Ele novamente se deu conta o quanto ele odiava estudar, mas na oitava ele fazia parte do time de futebol da escola e somente jogava no futebol da escola quem não tivesse notas baixas e então ele seguiu estudando. Era necessário.
Depois veio o ensino médio e com ele a primeira namorada. Maria, ela era um loirinha, filha de uma professora da escola. Ela era a pessoa mais inteligente da escola e fez a maioria dos trabalhos dele. Forçava-o a estudar para as provas e ele como estava apaixonado fazia tudo o que ela queria e assim terminou o colegial e junto o namoro.
Ela foi para faculdade. Ele sem dinheiro arrumou um trabalho numa loja e por ali ficou. Um ano depois o seu patrão, que gostava muito do moço, o obrigou a fazer o vestibular. “Eu ajudo você a pagar a faculdade”, o patrão dizia “mas eu odeio estudar” ele respondia, mas tinha medo de ficar sem trabalho e então prestou o vestibular, passou em primeiro lugar e ganhou uma bolsa da universidade. Se matriculou em física. Não porque queria fazer física, mas porque assim poderia ficar próximo de Maria, ela fazia física, ledo engano, ela já tinha outro namorado.
Ele então descobriu um rival. O novo namorado de Maria era do seu semestre e então, ele fazia o que podia para parecer mais inteligente e para ter notas melhores do que o seu rival. Depois de um tempo percebeu que gostava de física. No final do curso não ganhou Maria de volta, mas suas notas lhe deram um mestrado.
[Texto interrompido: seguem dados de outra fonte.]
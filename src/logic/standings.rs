//! Standings: reduce played matches into ranked team records.

use crate::models::{GameMatch, TeamStats};
use std::cmp::Ordering;
use std::collections::{BTreeMap, HashMap};

/// Table order: points, goal difference, goals for (all descending), then name ascending.
pub fn standings_order(a: &TeamStats, b: &TeamStats) -> Ordering {
    b.points
        .cmp(&a.points)
        .then_with(|| b.goal_difference().cmp(&a.goal_difference()))
        .then_with(|| b.goals_for.cmp(&a.goals_for))
        .then_with(|| a.name.cmp(&b.name))
}

/// Ranked standings of `teams` from every played match with a round up to `up_to_round`.
///
/// Matches without a round (league playoffs) and pending matches are ignored, as are matches
/// involving a team not in `teams`. When `grouped`, each row takes the group of the first
/// fixture involving that team.
pub fn compute_stats(teams: &[String], fixtures: &[GameMatch], up_to_round: u32, grouped: bool) -> Vec<TeamStats> {
    let mut table: Vec<TeamStats> = teams
        .iter()
        .map(|t| {
            let group = if grouped {
                fixtures.iter().find(|m| m.involves(t)).and_then(|m| m.group)
            } else {
                None
            };
            TeamStats::new(t.as_str(), group)
        })
        .collect();
    let index: HashMap<String, usize> = teams.iter().cloned().zip(0..).collect();

    for m in fixtures {
        let Some(round) = m.round else { continue };
        if round > up_to_round {
            continue;
        }
        let Some(score) = m.score() else { continue };
        let (Some(&h), Some(&a)) = (index.get(&m.home), index.get(&m.away)) else {
            continue;
        };
        table[h].record(score.home, score.away);
        table[a].record(score.away, score.home);
    }

    table.sort_by(standings_order);
    table
}

/// Split a grouped table into one table per group, in group-label order.
/// Rows keep their relative (standings) order; rows without a group are left out.
pub fn group_tables(stats: &[TeamStats]) -> Vec<Vec<TeamStats>> {
    let mut groups: BTreeMap<char, Vec<TeamStats>> = BTreeMap::new();
    for row in stats {
        if let Some(g) = row.group {
            groups.entry(g).or_default().push(row.clone());
        }
    }
    groups.into_values().collect()
}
Parou de trabalhar na loja e passou a dar aula numa escola durante o dia e fazer seu mestrado a noite. Foi ai que ele conheceu Lídia. Ela fazia mestrado de biologia. Apaixonou-se e o namoro engrenou. Com o fim do mestrado veio a noticia. Lídia ganhará uma bolsa no exterior para doutorado. Ele estava cansado de estudar e então ficou, mas logo percebeu que Lídia era o amor de sua vida e que não poderia perde-la e então para ficar com ela concorreu a uma bolsa de doutorado de. Conseguiu e foi. Não porque desejasse estudar, mas porque queria ficar com Lídia.
Lá se esforçou o máximo, não porque gostava de estudar, mas porque Lídia estava sempre ocupada e ele não conhecia ninguém e nem tinha grana para fazer turismo e então fazia o que restava, que era se dedicar a sua tese. Concluiu com louvor.
Depois veio o casamento e um trabalho numa universidade. Então o primeiro filho. Agora, já doutor e respeitado, ele está pensando em fazer um pós doutorado, não porque gosta de estudar, porque ele odeia, mas porque com o titulo vai ganhar um aumento e o moço quer comprar uma casa na praia. Vale a sacrifício, mas ele deixa bem claro: Ele odeia estudar. Não há nada no mundo que ele odeia mais do que estudar.